Client-Side Load Balancing at a Million Requests per Second
5 hours ago
- #distributed systems
- #performance optimization
- #client-side load balancing
- Built an in-process client-side load balancer for a million requests per second to replace internal fan-out traffic through shared edge ingress, eliminating latency uncertainty and reducing costs.
- Achieved hash parity with Skipper by implementing the same xxHash64 virtual-node ring to maintain cache locality, ensuring identical routing during migration and preventing cache fragmentation.
- Used a Kubernetes watch-based informer for endpoint discovery instead of polling to avoid control plane overload, with a debounce mechanism to handle scale events smoothly.
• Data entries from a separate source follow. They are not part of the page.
//! Speech input toggle
//!
//! One recognition session runs at a time. Pressing the listening button
//! stops it; pressing another button stops the old session, waits for the
//! engine to release, then starts the new one. Recognized text is either
//! written into a field or sent for pronunciation evaluation.

use std::sync::atomic::{AtomicU64, Ordering};
use std::sync::{Arc, Mutex, MutexGuard, PoisonError};
use std::time::Duration;

use tokio::sync::mpsc;

use crate::error::RecognitionErrorKind;
use crate::gateway::ApiGateway;
use crate::schema::{DEGRADED_MESSAGE, PronunciationFeedback, Structured};
use crate::tutor::requests;
use crate::view::{ControlId, FieldId, View};
use crate::{Error, Result};

/// Wait after stopping one session before starting another
pub const RELEASE_DELAY: Duration = Duration::from_millis(300);

/// Wait before auto-submitting a filled field
pub const SUBMIT_DELAY: Duration = Duration::from_millis(500);

/// Event reported by a recognition engine
#[derive(Debug, Clone, PartialEq, Eq)]
pub enum RecognitionEvent {
    /// Final transcript
    Result(String),
    /// Speech was heard but not understood
    NoMatch,
    /// Engine failure
    Error(RecognitionErrorKind),
    /// Session ended
    End,
}

/// Speech recognition engine
///
/// `start` begins a session that reports on `events` and finishes with
/// [`RecognitionEvent::End`]; `stop` ends the current session early.
pub trait Recognizer: Send + Sync {
    /// Begin listening
    ///
    /// # Errors
    ///
    /// Returns error if the engine cannot start
    fn start(&self, events: mpsc::UnboundedSender<RecognitionEvent>) -> Result<()>;

    /// Stop listening
    fn stop(&self);
}

/// What recognized speech is used for
#[derive(Debug, Clone, PartialEq, Eq)]
pub enum SpeechMode {
    /// Write the transcript into a field
    Fill(FieldId),
    /// Grade the transcript against a reference sentence
    Evaluate { reference: String },
}

/// What a button press should do given the listening button
#[derive(Debug, Clone, Copy, PartialEq, Eq)]
pub enum ToggleAction {
    /// Nothing is listening: start
    Start,
    /// The pressed button is listening: stop it
    Stop,
    /// Another button is listening: stop it, then start
    Switch,
}

/// Decide the toggle action for a press
#[must_use]
pub fn toggle(active: Option<&ControlId>, pressed: &ControlId) -> ToggleAction {
    match active {
        None => ToggleAction::Start,
        Some(current) if current == pressed => ToggleAction::Stop,
        Some(_) => ToggleAction::Switch,
    }
}

/// How a press ended
#[derive(Debug, Clone, PartialEq)]
pub enum SpeechOutcome {
    /// The press stopped a session, or this session was replaced
    Stopped,
    /// Session ended without a transcript
    Ended,
    /// Speech was not understood
    NoMatch,
    /// Transcript written into a field
    Filled {
        text: String,
        submitted: bool,
    },
    /// Transcript graded
    Evaluated {
        text: String,
        feedback: Structured<PronunciationFeedback>,
    },
}

struct Session {
    id: u64,
    button: ControlId,
}

/// Microphone toggle bound to a recognition engine
pub struct SpeechInput {
    recognizer: Arc<dyn Recognizer>,
    gateway: ApiGateway,
    view: Arc<dyn View>,
    active: Mutex<Option<Session>>,
    next_id: AtomicU64,
    release_delay: Duration,
    submit_delay: Duration,
}

impl SpeechInput {
    #[must_use]
    pub fn new(recognizer: Arc<dyn Recognizer>, gateway: ApiGateway, view: Arc<dyn View>) -> Self {
        Self {
            recognizer,
            gateway,
            view,
            active: Mutex::new(None),
            next_id: AtomicU64::new(1),
            release_delay: RELEASE_DELAY,
            submit_delay: SUBMIT_DELAY,
        }
    }

    /// Button currently listening
    #[must_use]
    pub fn listening(&self) -> Option<ControlId> {
        self.lock().as_ref().map(|s| s.button.clone())
    }

    /// Handle a microphone button press
    ///
    /// Resolves when the session this press started has ended.
    ///
    /// # Errors
    ///
    /// Returns [`Error::Recognition`] when the engine fails, or the gateway
    /// error when evaluation cannot be requested; both are alerted first
    pub async fn press(&self, button: &ControlId, mode: SpeechMode) -> Result<SpeechOutcome> {
        let current = self.listening();
        match toggle(current.as_ref(), button) {
            ToggleAction::Stop => {
                tracing::debug!(%button, "speech toggle: stop");
                self.end_active();
                return Ok(SpeechOutcome::Stopped);
            }
            ToggleAction::Switch => {
                tracing::debug!(%button, "speech toggle: switch");
                self.end_active();
                tokio::time::sleep(self.release_delay).await;
            }
            ToggleAction::Start => {}
        }

        let id = self.next_id.fetch_add(1, Ordering::SeqCst);
        let (tx, mut rx) = mpsc::unbounded_channel();
        *self.lock() = Some(Session {
            id,
            button: button.clone(),
        });
        self.view.render_listening(Some(button));

        if let Err(e) = self.recognizer.start(tx) {
            tracing::error!(error = %e, "recognizer failed to start");
            self.reset(id);
            self.view.alert(&e.user_message());
            return Err(e);
        }

        let mut outcome = SpeechOutcome::Ended;
        while let Some(event) = rx.recv().await {
            if !self.owns(id) {
                return Ok(SpeechOutcome::Stopped);
            }

            match event {
                RecognitionEvent::Result(text) => {
                    tracing::debug!(%text, "speech recognized");
                    match self.deliver(text, &mode).await {
                        Ok(delivered) => outcome = delivered,
                        Err(e) => {
                            self.reset(id);
                            return Err(e);
                        }
                    }
                }
                RecognitionEvent::NoMatch => {
                    self.reset(id);
                    self.view.alert("Sorry, I didn't catch that. Please try again.");
                    return Ok(SpeechOutcome::NoMatch);
                }
                RecognitionEvent::Error(kind) => {
                    self.reset(id);
                    let err = Error::Recognition { kind };
                    tracing::warn!(error = %err, "speech recognition failed");
                    self.view.alert(&err.user_message());
                    return Err(err);
                }
                RecognitionEvent::End => break,
            }
        }

        if !self.owns(id) {
            return Ok(SpeechOutcome::Stopped);
        }
        self.reset(id);
        Ok(outcome)
    }

    async fn deliver(&self, text: String, mode: &SpeechMode) -> Result<SpeechOutcome> {
        match mode {
            SpeechMode::Fill(field) => {
                self.view.fill_field(field, &text);
                let submitted = field.auto_submits();
                if submitted {
                    tokio::time::sleep(self.submit_delay).await;
                    self.view.submit_field(field);
                }
                Ok(SpeechOutcome::Filled { text, submitted })
            }
            SpeechMode::Evaluate { reference } => {
                let feedback =
                    match requests::evaluate_pronunciation(&self.gateway, reference, &text).await {
                        Ok(f) => f,
                        Err(e) => {
                            self.view.alert(&e.user_message());
                            return Err(e);
                        }
                    };
                self.view.alert(&format_feedback(&feedback));
                Ok(SpeechOutcome::Evaluated { text, feedback })
            }
        }
    }

    /// Stop the engine and forget the session
    fn end_active(&self) {
        self.recognizer.stop();
        *self.lock() = None;
        self.view.render_listening(None);
    }

    fn reset(&self, id: u64) {
        let mut active = self.lock();
        if active.as_ref().is_some_and(|s| s.id == id) {
            *active = None;
            drop(active);
            self.view.render_listening(None);
        }
    }

    fn owns(&self, id: u64) -> bool {
        self.lock().as_ref().is_some_and(|s| s.id == id)
    }

    fn lock(&self) -> MutexGuard<'_, Option<Session>> {
        self.active.lock().unwrap_or_else(PoisonError::into_inner)
    }
}

/// Alert text for an evaluation
#[must_use]
pub fn format_feedback(feedback: &Structured<PronunciationFeedback>) -> String {
    match feedback {
        Structured::Parsed(f) => {
            let mut out = String::new();
            if let Some(score) = f.score {
                out.push_str(&format!("Score: {score}/100\n"));
            }
            out.push_str(&f.feedback);
            for m in &f.mistakes {
                out.push_str(&format!("\n- {m}"));
            }
            out
        }
        Structured::Degraded { .. } => DEGRADED_MESSAGE.to_string(),
    }
}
- Rolled out safely with runtime toggles and percentage-based traffic ramping, immediately reducing latency and scaling down Skipper's fleet from over 50 pods to 8, saving over $1,000 per day.
- Implemented N-ring fade-in for scale-up events with independent fading windows, ensuring pods warm up with the correct cache and preventing cold-cache spikes to DynamoDB.
- Replaced in-flight request count with occupancy (seconds of work per second) as the load signal for bounded load, combined with latency weighting, to better identify genuinely busy pods and redistribute load effectively.
- Added a capped walk of up to 10 hops in bounded load to prevent ring-wide stampedes during transient network issues, maintaining cache locality and system stability.
- Hardened the fan-out path with fast retries, a FIFO buffer, and enhanced logging, enabling resilience to node-level network freezes and reducing incident frequency.
- Paused availability-zone-aware routing due to edge cases and complexity, planning to resume with safeguards after ensuring team readiness, as it involves trade-offs between cache locality and cost savings.
- Emphasized the importance of owning routing telemetry for visibility, maintaining a fast deployment pipeline for safety, and considering client-side load balancing only for extreme edge cases due to ongoing ownership costs.